**Exercise objective:**
For the entries below, print exactly the lines between the line holding "#[derive(Default)]" and the line holding "let mut reply", inclusive, and nothing else.

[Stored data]
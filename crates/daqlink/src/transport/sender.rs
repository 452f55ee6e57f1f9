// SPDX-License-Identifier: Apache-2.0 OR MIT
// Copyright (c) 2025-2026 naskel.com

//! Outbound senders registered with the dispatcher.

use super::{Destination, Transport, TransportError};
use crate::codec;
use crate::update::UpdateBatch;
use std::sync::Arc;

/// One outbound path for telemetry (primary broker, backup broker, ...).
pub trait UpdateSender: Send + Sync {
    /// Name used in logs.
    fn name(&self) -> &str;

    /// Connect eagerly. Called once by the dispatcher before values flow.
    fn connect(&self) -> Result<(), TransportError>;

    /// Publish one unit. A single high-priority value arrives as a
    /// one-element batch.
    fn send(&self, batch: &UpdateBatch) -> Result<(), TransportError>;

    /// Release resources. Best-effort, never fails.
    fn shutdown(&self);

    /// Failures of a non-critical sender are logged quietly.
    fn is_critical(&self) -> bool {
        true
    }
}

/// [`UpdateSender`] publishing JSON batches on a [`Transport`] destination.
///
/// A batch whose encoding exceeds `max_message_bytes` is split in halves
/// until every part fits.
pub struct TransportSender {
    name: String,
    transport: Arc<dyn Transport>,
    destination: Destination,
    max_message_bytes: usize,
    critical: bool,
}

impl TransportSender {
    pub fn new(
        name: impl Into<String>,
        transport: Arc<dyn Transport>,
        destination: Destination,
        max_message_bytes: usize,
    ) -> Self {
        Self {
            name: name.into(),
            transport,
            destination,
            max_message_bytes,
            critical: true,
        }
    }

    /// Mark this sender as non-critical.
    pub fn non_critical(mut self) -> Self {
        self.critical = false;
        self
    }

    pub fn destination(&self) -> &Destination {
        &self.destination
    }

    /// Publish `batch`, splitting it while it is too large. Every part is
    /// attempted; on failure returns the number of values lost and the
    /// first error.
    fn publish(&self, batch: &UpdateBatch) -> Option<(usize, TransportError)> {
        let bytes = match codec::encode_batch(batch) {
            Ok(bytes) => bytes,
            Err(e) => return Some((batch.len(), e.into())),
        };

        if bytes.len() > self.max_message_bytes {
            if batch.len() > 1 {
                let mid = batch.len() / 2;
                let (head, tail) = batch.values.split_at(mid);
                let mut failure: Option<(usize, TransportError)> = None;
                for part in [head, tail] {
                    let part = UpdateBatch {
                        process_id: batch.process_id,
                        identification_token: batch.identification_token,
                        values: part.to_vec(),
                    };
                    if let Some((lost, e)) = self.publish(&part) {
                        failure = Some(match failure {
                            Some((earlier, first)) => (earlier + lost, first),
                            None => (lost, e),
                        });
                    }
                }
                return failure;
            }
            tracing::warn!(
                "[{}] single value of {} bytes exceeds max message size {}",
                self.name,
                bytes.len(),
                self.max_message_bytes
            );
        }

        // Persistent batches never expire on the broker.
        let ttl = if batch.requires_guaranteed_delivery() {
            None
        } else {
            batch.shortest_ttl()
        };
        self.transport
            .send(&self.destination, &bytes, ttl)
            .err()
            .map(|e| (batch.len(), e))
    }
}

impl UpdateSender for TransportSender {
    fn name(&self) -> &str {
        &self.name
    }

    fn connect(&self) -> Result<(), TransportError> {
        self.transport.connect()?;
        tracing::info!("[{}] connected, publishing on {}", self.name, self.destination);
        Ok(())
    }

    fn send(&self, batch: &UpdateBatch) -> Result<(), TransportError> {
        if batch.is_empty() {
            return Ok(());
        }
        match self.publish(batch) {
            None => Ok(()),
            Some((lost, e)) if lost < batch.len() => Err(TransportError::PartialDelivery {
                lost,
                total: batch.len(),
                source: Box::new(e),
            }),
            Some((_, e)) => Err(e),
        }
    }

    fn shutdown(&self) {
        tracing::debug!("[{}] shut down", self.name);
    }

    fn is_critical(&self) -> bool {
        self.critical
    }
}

---

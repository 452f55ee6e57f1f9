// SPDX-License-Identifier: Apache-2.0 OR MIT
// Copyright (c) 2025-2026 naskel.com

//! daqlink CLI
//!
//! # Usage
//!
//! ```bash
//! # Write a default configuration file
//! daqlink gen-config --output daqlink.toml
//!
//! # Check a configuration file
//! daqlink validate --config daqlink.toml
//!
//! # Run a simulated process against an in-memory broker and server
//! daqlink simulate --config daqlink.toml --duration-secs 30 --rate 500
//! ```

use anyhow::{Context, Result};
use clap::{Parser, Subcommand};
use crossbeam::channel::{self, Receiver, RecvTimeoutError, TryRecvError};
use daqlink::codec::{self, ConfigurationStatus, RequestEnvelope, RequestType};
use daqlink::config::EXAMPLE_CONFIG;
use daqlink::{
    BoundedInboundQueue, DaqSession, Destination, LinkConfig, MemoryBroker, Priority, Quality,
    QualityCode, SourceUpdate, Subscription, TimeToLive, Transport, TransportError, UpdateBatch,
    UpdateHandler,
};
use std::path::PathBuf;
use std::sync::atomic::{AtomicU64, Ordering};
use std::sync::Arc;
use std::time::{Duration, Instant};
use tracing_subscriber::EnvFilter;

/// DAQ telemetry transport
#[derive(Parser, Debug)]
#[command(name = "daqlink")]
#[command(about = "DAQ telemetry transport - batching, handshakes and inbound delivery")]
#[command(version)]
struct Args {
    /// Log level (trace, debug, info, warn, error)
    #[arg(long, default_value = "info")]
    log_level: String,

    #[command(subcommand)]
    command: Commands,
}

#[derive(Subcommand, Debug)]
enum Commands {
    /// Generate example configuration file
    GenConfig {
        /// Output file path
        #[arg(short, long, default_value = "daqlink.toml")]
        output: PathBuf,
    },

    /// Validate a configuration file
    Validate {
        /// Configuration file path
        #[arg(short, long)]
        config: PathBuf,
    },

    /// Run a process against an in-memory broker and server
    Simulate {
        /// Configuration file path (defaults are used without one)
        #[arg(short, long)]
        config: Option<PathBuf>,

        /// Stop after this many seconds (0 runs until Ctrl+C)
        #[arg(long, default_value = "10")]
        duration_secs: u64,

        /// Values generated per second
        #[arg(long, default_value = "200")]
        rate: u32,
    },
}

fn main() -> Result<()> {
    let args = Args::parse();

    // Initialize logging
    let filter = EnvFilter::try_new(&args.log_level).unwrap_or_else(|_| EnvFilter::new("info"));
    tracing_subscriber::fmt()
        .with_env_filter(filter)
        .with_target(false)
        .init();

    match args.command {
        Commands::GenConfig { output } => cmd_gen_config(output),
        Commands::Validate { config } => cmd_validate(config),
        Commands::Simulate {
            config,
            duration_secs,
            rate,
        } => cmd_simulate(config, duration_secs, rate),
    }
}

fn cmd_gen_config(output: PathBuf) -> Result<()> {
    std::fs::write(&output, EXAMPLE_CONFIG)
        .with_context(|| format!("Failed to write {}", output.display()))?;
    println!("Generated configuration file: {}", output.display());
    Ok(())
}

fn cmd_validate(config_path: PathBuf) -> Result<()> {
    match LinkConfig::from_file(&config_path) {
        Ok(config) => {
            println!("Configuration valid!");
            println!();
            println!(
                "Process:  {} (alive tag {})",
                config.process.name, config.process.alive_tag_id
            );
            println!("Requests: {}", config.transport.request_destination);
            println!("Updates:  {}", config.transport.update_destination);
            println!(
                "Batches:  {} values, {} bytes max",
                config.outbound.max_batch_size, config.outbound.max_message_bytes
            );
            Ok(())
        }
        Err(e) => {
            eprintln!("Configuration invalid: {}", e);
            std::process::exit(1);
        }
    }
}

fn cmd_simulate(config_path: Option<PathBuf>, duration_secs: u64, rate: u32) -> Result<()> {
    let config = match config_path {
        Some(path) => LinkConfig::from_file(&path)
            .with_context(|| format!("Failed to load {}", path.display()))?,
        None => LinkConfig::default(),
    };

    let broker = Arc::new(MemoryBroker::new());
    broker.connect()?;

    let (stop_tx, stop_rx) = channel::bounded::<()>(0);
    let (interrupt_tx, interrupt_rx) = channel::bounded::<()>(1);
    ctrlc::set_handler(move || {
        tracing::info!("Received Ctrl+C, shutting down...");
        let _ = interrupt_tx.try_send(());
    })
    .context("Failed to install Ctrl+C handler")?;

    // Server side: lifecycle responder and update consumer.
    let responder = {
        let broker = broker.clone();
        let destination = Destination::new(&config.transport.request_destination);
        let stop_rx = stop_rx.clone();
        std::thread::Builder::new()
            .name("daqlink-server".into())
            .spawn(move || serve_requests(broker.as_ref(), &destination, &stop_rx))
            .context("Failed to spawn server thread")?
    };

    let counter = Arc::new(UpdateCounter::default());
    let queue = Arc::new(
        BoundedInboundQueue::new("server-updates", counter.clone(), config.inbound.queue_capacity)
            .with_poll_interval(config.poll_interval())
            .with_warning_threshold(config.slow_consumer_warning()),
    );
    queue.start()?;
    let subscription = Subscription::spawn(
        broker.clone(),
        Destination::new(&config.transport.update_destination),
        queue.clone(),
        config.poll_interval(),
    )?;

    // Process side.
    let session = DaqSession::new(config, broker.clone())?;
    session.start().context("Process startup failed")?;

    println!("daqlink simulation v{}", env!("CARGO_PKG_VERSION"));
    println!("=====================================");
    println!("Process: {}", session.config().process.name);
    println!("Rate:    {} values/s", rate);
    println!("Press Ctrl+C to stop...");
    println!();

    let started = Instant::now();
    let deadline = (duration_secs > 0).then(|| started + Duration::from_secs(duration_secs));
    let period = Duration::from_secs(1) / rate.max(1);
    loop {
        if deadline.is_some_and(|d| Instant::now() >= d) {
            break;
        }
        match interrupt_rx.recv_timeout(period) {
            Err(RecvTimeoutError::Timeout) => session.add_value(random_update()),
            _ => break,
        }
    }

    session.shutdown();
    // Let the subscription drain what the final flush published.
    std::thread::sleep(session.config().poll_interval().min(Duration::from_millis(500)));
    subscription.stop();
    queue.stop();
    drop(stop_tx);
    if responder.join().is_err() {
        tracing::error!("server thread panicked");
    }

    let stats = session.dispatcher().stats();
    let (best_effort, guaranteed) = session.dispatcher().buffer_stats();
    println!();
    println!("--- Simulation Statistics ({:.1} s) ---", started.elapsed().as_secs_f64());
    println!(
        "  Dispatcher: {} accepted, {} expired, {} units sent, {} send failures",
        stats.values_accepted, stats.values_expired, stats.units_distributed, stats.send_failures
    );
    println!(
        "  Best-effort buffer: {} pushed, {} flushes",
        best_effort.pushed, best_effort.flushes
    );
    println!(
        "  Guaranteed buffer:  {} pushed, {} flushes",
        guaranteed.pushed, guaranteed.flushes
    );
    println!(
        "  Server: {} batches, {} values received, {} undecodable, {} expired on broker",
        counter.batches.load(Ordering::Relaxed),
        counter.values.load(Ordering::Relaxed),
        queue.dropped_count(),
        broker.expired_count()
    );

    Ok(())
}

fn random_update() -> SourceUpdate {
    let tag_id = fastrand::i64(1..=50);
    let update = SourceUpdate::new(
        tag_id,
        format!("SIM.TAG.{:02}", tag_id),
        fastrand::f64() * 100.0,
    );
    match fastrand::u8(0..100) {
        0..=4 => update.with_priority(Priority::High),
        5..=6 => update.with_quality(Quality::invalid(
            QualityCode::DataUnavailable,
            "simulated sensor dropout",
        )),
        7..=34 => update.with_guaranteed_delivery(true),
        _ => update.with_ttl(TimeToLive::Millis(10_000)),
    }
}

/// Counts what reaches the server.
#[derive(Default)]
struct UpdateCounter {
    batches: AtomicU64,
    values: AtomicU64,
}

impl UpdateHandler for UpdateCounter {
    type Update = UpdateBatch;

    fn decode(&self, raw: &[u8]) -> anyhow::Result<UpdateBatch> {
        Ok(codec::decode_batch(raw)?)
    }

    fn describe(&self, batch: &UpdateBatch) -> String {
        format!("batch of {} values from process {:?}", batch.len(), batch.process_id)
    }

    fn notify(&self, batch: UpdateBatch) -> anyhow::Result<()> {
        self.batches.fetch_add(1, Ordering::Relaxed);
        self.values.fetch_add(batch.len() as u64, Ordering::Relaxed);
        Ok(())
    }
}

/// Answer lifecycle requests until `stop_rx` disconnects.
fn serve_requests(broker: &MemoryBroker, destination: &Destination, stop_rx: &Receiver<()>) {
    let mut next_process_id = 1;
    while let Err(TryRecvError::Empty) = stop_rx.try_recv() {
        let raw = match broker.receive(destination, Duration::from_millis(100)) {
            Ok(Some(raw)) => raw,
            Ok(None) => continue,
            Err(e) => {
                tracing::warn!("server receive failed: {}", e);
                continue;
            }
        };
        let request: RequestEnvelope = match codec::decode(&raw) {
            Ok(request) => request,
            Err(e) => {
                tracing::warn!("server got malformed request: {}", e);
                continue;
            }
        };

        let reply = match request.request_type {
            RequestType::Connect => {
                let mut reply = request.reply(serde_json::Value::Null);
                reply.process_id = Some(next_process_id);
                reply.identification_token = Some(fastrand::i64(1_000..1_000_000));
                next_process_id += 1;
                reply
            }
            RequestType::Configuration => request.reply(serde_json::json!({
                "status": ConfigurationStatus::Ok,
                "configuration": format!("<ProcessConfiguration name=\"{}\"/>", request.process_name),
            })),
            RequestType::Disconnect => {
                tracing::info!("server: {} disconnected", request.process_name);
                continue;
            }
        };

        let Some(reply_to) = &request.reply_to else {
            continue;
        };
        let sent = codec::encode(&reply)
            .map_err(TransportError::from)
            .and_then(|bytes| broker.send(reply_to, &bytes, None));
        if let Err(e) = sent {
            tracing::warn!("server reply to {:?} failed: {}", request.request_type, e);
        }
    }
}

**Answer section:**
#[derive(Default)]
struct UpdateCounter {
    batches: AtomicU64,
    values: AtomicU64,
}

impl UpdateHandler for UpdateCounter {
    type Update = UpdateBatch;

    fn decode(&self, raw: &[u8]) -> anyhow::Result<UpdateBatch> {
        Ok(codec::decode_batch(raw)?)
    }

    fn describe(&self, batch: &UpdateBatch) -> String {
        format!("batch of {} values from process {:?}", batch.len(), batch.process_id)
    }

    fn notify(&self, batch: UpdateBatch) -> anyhow::Result<()> {
        self.batches.fetch_add(1, Ordering::Relaxed);
        self.values.fetch_add(batch.len() as u64, Ordering::Relaxed);
        Ok(())
    }
}

/// Answer lifecycle requests until `stop_rx` disconnects.
fn serve_requests(broker: &MemoryBroker, destination: &Destination, stop_rx: &Receiver<()>) {
    let mut next_process_id = 1;
    while let Err(TryRecvError::Empty) = stop_rx.try_recv() {
        let raw = match broker.receive(destination, Duration::from_millis(100)) {
            Ok(Some(raw)) => raw,
            Ok(None) => continue,
            Err(e) => {
                tracing::warn!("server receive failed: {}", e);
                continue;
            }
        };
        let request: RequestEnvelope = match codec::decode(&raw) {
            Ok(request) => request,
            Err(e) => {
                tracing::warn!("server got malformed request: {}", e);
                continue;
            }
        };

        let reply = match request.request_type {
            RequestType::Connect => {
                let mut reply = request.reply(serde_json::Value::Null);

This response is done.